# Work order:
All of the entries need to be repeated exactly. Leave nothing out.

# Exercise data:
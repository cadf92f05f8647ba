//! CLI output formatting utilities.

use console::style;

/// Output helper for CLI formatting.
pub struct Output;

impl Output {
    /// Print an info message.
    pub fn info(msg: &str) {
        println!("{} {}", style(">>").cyan().bold(), msg);
    }

    /// Print a success message.
    pub fn success(msg: &str) {
        println!("{} {}", style(">>").green().bold(), msg);
    }

    /// Print a warning message.
    pub fn warning(msg: &str) {
        eprintln!("{} {}", style(">>").yellow().bold(), msg);
    }

    /// Print an error message.
    pub fn error(msg: &str) {
        eprintln!("{} {}", style(">>").red().bold(), msg);
    }

    /// Print a header.
    pub fn header(msg: &str) {
        println!("\n{}", style(msg).bold().underlined());
    }

    /// Print a key-value pair.
    pub fn kv(key: &str, value: &str) {
        println!("  {}: {}", style(key).dim(), value);
    }
}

# Output:
repository cadf92f05f8647ba
//! CLI output formatting utilities.

use console::style;

/// Output helper for CLI formatting.
pub struct Output;

impl Output {
    /// Print an info message.
    pub fn info(msg: &str) {
        println!("{} {}", style(">>").cyan().bold(), msg);
    }

    /// Print a success message.
    pub fn success(msg: &str) {
        println!("{} {}", style(">>").green().bold(), msg);
    }

    /// Print a warning message.
    pub fn warning(msg: &str) {
        eprintln!("{} {}", style(">>").yellow().bold(), msg);
    }

    /// Print an error message.
    pub fn error(msg: &str) {
        eprintln!("{} {}", style(">>").red().bold(), msg);
    }

    /// Print a header.
    pub fn header(msg: &str) {
        println!("\n{}", style(msg).bold().underlined());
    }

    /// Print a key-value pair.
    pub fn kv(key: &str, value: &str) {
        println!("  {}: {}", style(key).dim(), value);
    }
}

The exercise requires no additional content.